Start by reading the conclusion, Connecting the Dots (p. 245) first, as Tett captures the key application lessons (pp. 247-250) from her eight shared stories:
1. It pays to keep the boundaries of teams in big organizations flexible and fluid.
2. When employees are rewarded purely on the basis of how their group performs, and when groups are competing with each other internally, they are unlikely to collaborate.
3. For everybody to share more data, and modern computing technology now makes that much easier.
4. It pays if people can periodically try to reimagine the taxonomies they use to reorganize the world, or even experiment with alternatives.
5. It can also pay to use technology to challenge our silos.
This review suggests that findings from Part I, Silos, are related to lessons learned in The Knowing-Doing Gap, Team of Teams, and Peak; and that findings from Part II, Silo Busters, align well with leadership lessons found in a typical Academy Leadership Excellence Course.
Silos | Managers
Central to Pfeffer and Sutton's The Knowing-Doing Gap is the treatment of knowledge as an active process which should be instantly and comprehensively shared, rather than a specialized, proprietary asset to hoard and hide. Tett shares the story of Sony's rapid growth after the success of the Walkman. Instead of working as a single team, however, each department started experimenting with its own ideas (p. 63). Even worse, was UBS during the financial crisis a generation ago. [UBS] had secretly accumulated $50 billion worth of U.S. subprime mortgage securities on its balance sheet, apparently without any of the top managers at UBS noticing (p. 83).
Stanley McChrystal's Team of Teams story is based on a simple, yet remarkably effective collaboration idea: Ensure that every individual team member know at least one member of every other team. Picture a spiderweb of connections informally sharing knowledge -- thereby crossing the Knowing-Doing-Gap. Territorial UBS managers were quite the opposite: These teams [of risk officers] did not talk to each other very much (p. 99). 3,000 people in charge of managing risk not communicating knowledge. What could possibly go wrong? [They] .... had failed to spot the risks building up in separate desks and departments, because different silos of gigantic institutions did not communicate with each other and nobody at the top could see the entire picture (p. 103).

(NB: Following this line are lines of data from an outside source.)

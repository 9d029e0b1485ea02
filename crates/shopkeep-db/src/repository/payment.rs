//! # Payment Repository
//!
//! The `payment_history` table: money received against an order, starting
//! with the initial payment recorded at checkout.

use chrono::Utc;
use sqlx::SqlitePool;
use tracing::debug;
use uuid::Uuid;

use crate::error::DbResult;
use shopkeep_core::{NewPayment, PaymentRecord};

#[derive(Debug, Clone)]
pub struct PaymentRepository {
    pool: SqlitePool,
}

impl PaymentRepository {
    pub fn new(pool: SqlitePool) -> Self {
        PaymentRepository { pool }
    }

    pub async fn insert(&self, order_id: &str, payment: &NewPayment) -> DbResult<PaymentRecord> {
        let record = PaymentRecord {
            id: Uuid::new_v4().to_string(),
            order_id: order_id.to_string(),
            payment_amount_cents: payment.payment_amount_cents,
            notes: payment.notes.clone(),
            created_at: Utc::now(),
        };

        debug!(
            order_id = %order_id,
            amount = record.payment_amount_cents,
            "Recording payment"
        );

        sqlx::query(
            r#"
            INSERT INTO payment_history (id, order_id, payment_amount_cents, notes, created_at)
            VALUES (?1, ?2, ?3, ?4, ?5)
            "#,
        )
        .bind(&record.id)
        .bind(&record.order_id)
        .bind(record.payment_amount_cents)
        .bind(&record.notes)
        .bind(record.created_at)
        .execute(&self.pool)
        .await?;

        Ok(record)
    }

    /// Payments for an order, oldest first.
    pub async fn for_order(&self, order_id: &str) -> DbResult<Vec<PaymentRecord>> {
        let payments = sqlx::query_as::<_, PaymentRecord>(
            r#"
            SELECT id, order_id, payment_amount_cents, notes, created_at
            FROM payment_history
            WHERE order_id = ?1
            ORDER BY created_at
            "#,
        )
        .bind(order_id)
        .fetch_all(&self.pool)
        .await?;

        Ok(payments)
    }

    pub async fn total_paid(&self, order_id: &str) -> DbResult<i64> {
        let total: Option<i64> = sqlx::query_scalar(
            "SELECT SUM(payment_amount_cents) FROM payment_history WHERE order_id = ?1",
        )
        .bind(order_id)
        .fetch_one(&self.pool)
        .await?;

        Ok(total.unwrap_or(0))
    }
}

#[cfg(test)]
mod tests {
    use super::*;
    use crate::pool::{Database, DbConfig};
    use crate::DbError;
    use shopkeep_core::{NewOrder, OrderStatus, PaymentStatus, INITIAL_PAYMENT_NOTE};

    #[tokio::test]
    async fn test_payments_for_order() {
        let db = Database::new(DbConfig::in_memory()).await.unwrap();
        let order = db
            .orders()
            .insert(&NewOrder {
                total_amount_cents: 20000,
                total_cost_cents: 12000,
                total_profit_cents: 8000,
                status: OrderStatus::Completed,
                customer_name: Some("Ali".to_string()),
                payment_status: PaymentStatus::PartiallyPaid,
                paid_amount_cents: 12000,
            })
            .await
            .unwrap();

        assert_eq!(db.payments().total_paid(&order.id).await.unwrap(), 0);

        db.payments()
            .insert(
                &order.id,
                &NewPayment {
                    payment_amount_cents: 12000,
                    notes: Some(INITIAL_PAYMENT_NOTE.to_string()),
                },
            )
            .await
            .unwrap();

        let payments = db.payments().for_order(&order.id).await.unwrap();
        assert_eq!(payments.len(), 1);
        assert_eq!(payments[0].notes.as_deref(), Some(INITIAL_PAYMENT_NOTE));
        assert_eq!(db.payments().total_paid(&order.id).await.unwrap(), 12000);
    }

    #[tokio::test]
    async fn test_payment_requires_order() {
        let db = Database::new(DbConfig::in_memory()).await.unwrap();
        let err = db
            .payments()
            .insert(
                "missing",
                &NewPayment {
                    payment_amount_cents: 100,
                    notes: None,
                },
            )
            .await
            .unwrap_err();

        assert!(matches!(err, DbError::ForeignKeyViolation { .. }));
    }
}
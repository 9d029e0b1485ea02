//! # Catalog Helpers
//!
//! Filtering and stock arithmetic over product lists that have already been
//! loaded from the store.
//!
//! Two different searches exist:
//! - [`browse`] feeds the order screen: in-stock products only, matched by a
//!   case-sensitive substring of name or code.
//! - [`search`] feeds the catalog and dashboard: trimmed, case-insensitive,
//!   and also matches the product id.

use serde::{Deserialize, Serialize};

use crate::error::ValidationError;
use crate::money::Money;
use crate::types::{Product, StockStatus};

/// Products the order screen may offer for `query`.
///
/// ## Example
/// ```rust
/// use shopkeep_core::catalog::browse;
/// use shopkeep_core::money::Money;
/// use shopkeep_core::types::Product;
///
/// let products = vec![
///     Product::new("Olive Oil", "OIL-1", Money::from_cents(600), Money::from_cents(1000), 4),
///     Product::new("Olive Soap", "SOAP-1", Money::from_cents(80), Money::from_cents(150), 0),
/// ];
///
/// assert_eq!(browse(&products, "Olive").len(), 1); // soap is out of stock
/// assert!(browse(&products, "olive").is_empty()); // case-sensitive
/// ```
pub fn browse<'a>(products: &'a [Product], query: &str) -> Vec<&'a Product> {
    products
        .iter()
        .filter(|p| p.quantity > 0)
        .filter(|p| p.name.contains(query) || p.code.contains(query))
        .collect()
}

/// Trims and lowercases a search query. A blank query means "no search".
pub fn normalize_search(query: &str) -> Option<String> {
    let query = query.trim();
    if query.is_empty() {
        None
    } else {
        Some(query.to_lowercase())
    }
}

/// Case-insensitive match on name, code or id. `needle` must already be
/// lowercased.
pub fn matches_search(product: &Product, needle: &str) -> bool {
    product.name.to_lowercase().contains(needle)
        || product.code.to_lowercase().contains(needle)
        || product.id.to_lowercase().contains(needle)
}

/// Catalog search. A blank query returns every product.
pub fn search<'a>(products: &'a [Product], query: &str) -> Vec<&'a Product> {
    match normalize_search(query) {
        Some(needle) => products
            .iter()
            .filter(|p| matches_search(p, &needle))
            .collect(),
        None => products.iter().collect(),
    }
}

/// Products at or below their threshold, lowest stock first.
pub fn low_stock(products: &[Product]) -> Vec<&Product> {
    let mut low: Vec<&Product> = products.iter().filter(|p| p.needs_restock()).collect();
    low.sort_by_key(|p| p.quantity);
    low
}

/// Σ purchase price × quantity.
pub fn inventory_value(products: &[Product]) -> Money {
    products
        .iter()
        .map(|p| p.purchase_price().multiply_quantity(p.quantity))
        .sum()
}

/// New stock level after a manual ±n adjustment.
///
/// ```rust
/// use shopkeep_core::catalog::adjust_stock;
///
/// assert_eq!(adjust_stock(3, -3), Ok(0));
/// assert!(adjust_stock(3, -4).is_err());
/// ```
pub fn adjust_stock(current: i64, delta: i64) -> Result<i64, ValidationError> {
    let next = current
        .checked_add(delta)
        .ok_or_else(|| ValidationError::InvalidFormat {
            field: "quantity".to_string(),
            reason: "adjustment overflows".to_string(),
        })?;
    if next < 0 {
        return Err(ValidationError::negative("quantity"));
    }
    Ok(next)
}

/// Product counts per stock status.
#[derive(Debug, Clone, Copy, Default, PartialEq, Eq, Serialize, Deserialize)]
pub struct StockSummary {
    pub in_stock: usize,
    pub low: usize,
    pub out_of_stock: usize,
}

impl StockSummary {
    pub fn of(products: &[Product]) -> Self {
        products
            .iter()
            .fold(StockSummary::default(), |mut acc, p| {
                match p.stock_status() {
                    StockStatus::InStock => acc.in_stock += 1,
                    StockStatus::Low => acc.low += 1,
                    StockStatus::OutOfStock => acc.out_of_stock += 1,
                }
                acc
            })
    }
}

Tett's historical anthropological research uncovered that psychologists have noted that our brains often operate with so-called mnemonics, or mental markers, which enable us to group our ideas and memories on certain topics to make them easy to remember (p. 29). Her observations mirror those of Anders Ericsson and Robert Poole in Peak: Rather than a supernatural use of short-term memory, the masters are recalling mental representations. These are preexisting patterns of information - facts, images, rules, relationships, and so on - that are held in long-term memory and that can be used to respond quickly and effectively in certain types of situations (p. 61). When we create organizations or groups based on narrow sets of knowledge, trouble may arise. The story of the credit crisis shows that even experts (or perhaps, especially experts) can collectively become very blind when they organize their surroundings into excessively rigid silos (p. 109).
Silo Busters | Leaders
Brett Goldstein's transition from OpenTable to the Chicago Police Department is a terrific example of crossing the Knowing-Doing Gap. Just as the different departments of a company such as Sony or UBS tended to hug data to themselves, so too the different sections of the police, FBI, or CIA tended to hoard information (p. 145). Goldstein quickly put his silicon valley experience to use. His revolutionary application of knowledge sharing collected all the reports about gang movements and put them on a centralized database, launching a technique now known as geospatial and temporal reporting (p. 154).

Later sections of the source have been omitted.